Figure 1

Schematic overview of molecular circadian clock timing. (a) Suprachiasmatic nucleus (SCN; red circles) located within the ventral hypothalamus. The two nuclei serve as the master circadian clocks, orchestrating rhythmicity and phasing of ancillary clocks found in peripheral organ systems (c1) and throughout the brain (c2). Entrainment of the SCN clock to light is mediated by a direct projection from the retina. (b) The molecular clock feedback loop is centered on the rhythmic expression of the period (per1/2) and cryptochrome (cry1/2) gene families.
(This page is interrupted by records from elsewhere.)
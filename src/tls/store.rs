//! Persistent certificate cache.
//!
//! One record per domain, stored as JSON under the cache directory. Records are
//! written to a temporary file, flushed and renamed into place, so a record is
//! either fully present or absent after a crash.

use std::path::{Path, PathBuf};

use async_trait::async_trait;
use chrono::{DateTime, Utc};
use serde::{Deserialize, Serialize};
use tokio::io::AsyncWriteExt;

/// Certificate material for one domain.
#[derive(Debug, Clone, PartialEq, Eq, Serialize, Deserialize)]
pub struct CertificateRecord {
    pub domain: String,
    /// Leaf certificate followed by intermediates, PEM encoded
    pub cert_chain_pem: String,
    /// Private key for the leaf, PEM encoded
    pub private_key_pem: String,
    pub not_after: DateTime<Utc>,
}

impl CertificateRecord {
    pub fn is_expired(&self, now: DateTime<Utc>) -> bool {
        self.not_after <= now
    }

    /// True while the certificate is outside its renewal window.
    pub fn is_fresh(&self, now: DateTime<Utc>, renew_before: chrono::Duration) -> bool {
        self.not_after - renew_before > now
    }
}

#[derive(Debug, thiserror::Error)]
pub enum StoreError {
    #[error("certificate cache I/O error: {0}")]
    Io(#[from] std::io::Error),
    #[error("corrupt certificate record {path}: {source}")]
    Corrupt {
        path: PathBuf,
        #[source]
        source: serde_json::Error,
    },
    #[error("failed to encode certificate record: {0}")]
    Encode(#[from] serde_json::Error),
}

/// Storage for certificate records keyed by domain.
#[async_trait]
pub trait CertStore: Send + Sync {
    /// Load the record for `domain`, `None` when nothing is cached.
    async fn load(&self, domain: &str) -> Result<Option<CertificateRecord>, StoreError>;

    /// Replace the record for `record.domain`.
    async fn save(&self, record: &CertificateRecord) -> Result<(), StoreError>;
}

/// Directory-backed store, one `<domain>.json` file per record.
#[derive(Debug, Clone)]
pub struct DirStore {
    dir: PathBuf,
}

impl DirStore {
    pub fn new(dir: impl Into<PathBuf>) -> Self {
        Self { dir: dir.into() }
    }

    pub fn dir(&self) -> &Path {
        &self.dir
    }

    fn record_path(&self, domain: &str) -> PathBuf {
        self.dir.join(format!("{domain}.json"))
    }
}

#[async_trait]
impl CertStore for DirStore {
    async fn load(&self, domain: &str) -> Result<Option<CertificateRecord>, StoreError> {
        let path = self.record_path(domain);
        let contents = match tokio::fs::read(&path).await {
            Ok(contents) => contents,
            Err(e) if e.kind() == std::io::ErrorKind::NotFound => return Ok(None),
            Err(e) => return Err(e.into()),
        };

        let record = serde_json::from_slice(&contents)
            .map_err(|source| StoreError::Corrupt { path, source })?;
        Ok(Some(record))
    }

    async fn save(&self, record: &CertificateRecord) -> Result<(), StoreError> {
        tokio::fs::create_dir_all(&self.dir).await?;

        let encoded = serde_json::to_vec_pretty(record)?;
        let path = self.record_path(&record.domain);
        let tmp_path = self
            .dir
            .join(format!(".{}.{}.tmp", record.domain, uuid::Uuid::new_v4()));

        let mut options = tokio::fs::OpenOptions::new();
        options.write(true).create_new(true);
        // Records carry the private key
        #[cfg(unix)]
        options.mode(0o600);

        let write = async {
            let mut file = options.open(&tmp_path).await?;
            file.write_all(&encoded).await?;
            file.sync_all().await?;
            drop(file);
            tokio::fs::rename(&tmp_path, &path).await
        };

        if let Err(e) = write.await {
            let _ = tokio::fs::remove_file(&tmp_path).await;
            return Err(e.into());
        }

        tracing::debug!(domain = %record.domain, path = %path.display(), "Certificate record written");
        Ok(())
    }
}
PERIOD and CRY dimers translocate to the nucleus and negatively regulate their own production via suppression of CLOCK (CLK)- and BMAL1-mediated transcription. Casein kinase 1 (CK1)-mediated phosphorylation triggers degradation of PER proteins, thus relieving transcriptional repression and, in turn, allowing for robust 24-hour clock gene cycling. In addition to the core clock genes, a large fraction of the transcriptome is under the direct or indirect influence of the circadian clock. The clock-controlled transcriptome (CCT) within the SCN includes hormones, kinases, transcription factors and microRNAs. Many of these gene products serve as phasing cues to ancillary oscillators, or function as feedback regulators of the core molecular clock. (c1) Clock-regulated microRNA expression in the liver: denotation of several rhythmically expressed microRNAs that are either predicted (that is, miR181 d and miR191 [69]) or have been shown (that is, miR192/194 [71]) to target components of the core molecular clock. MiR122 has been shown to modulate clock-controlled gene expression involved in hepatic cholesterol and lipid metabolism [72, 74]. In total, these data strongly indicate that microRNAs play a central role in sculpting the circadian gene expression profile and, in turn, regulate associated physiological and behavioral processes.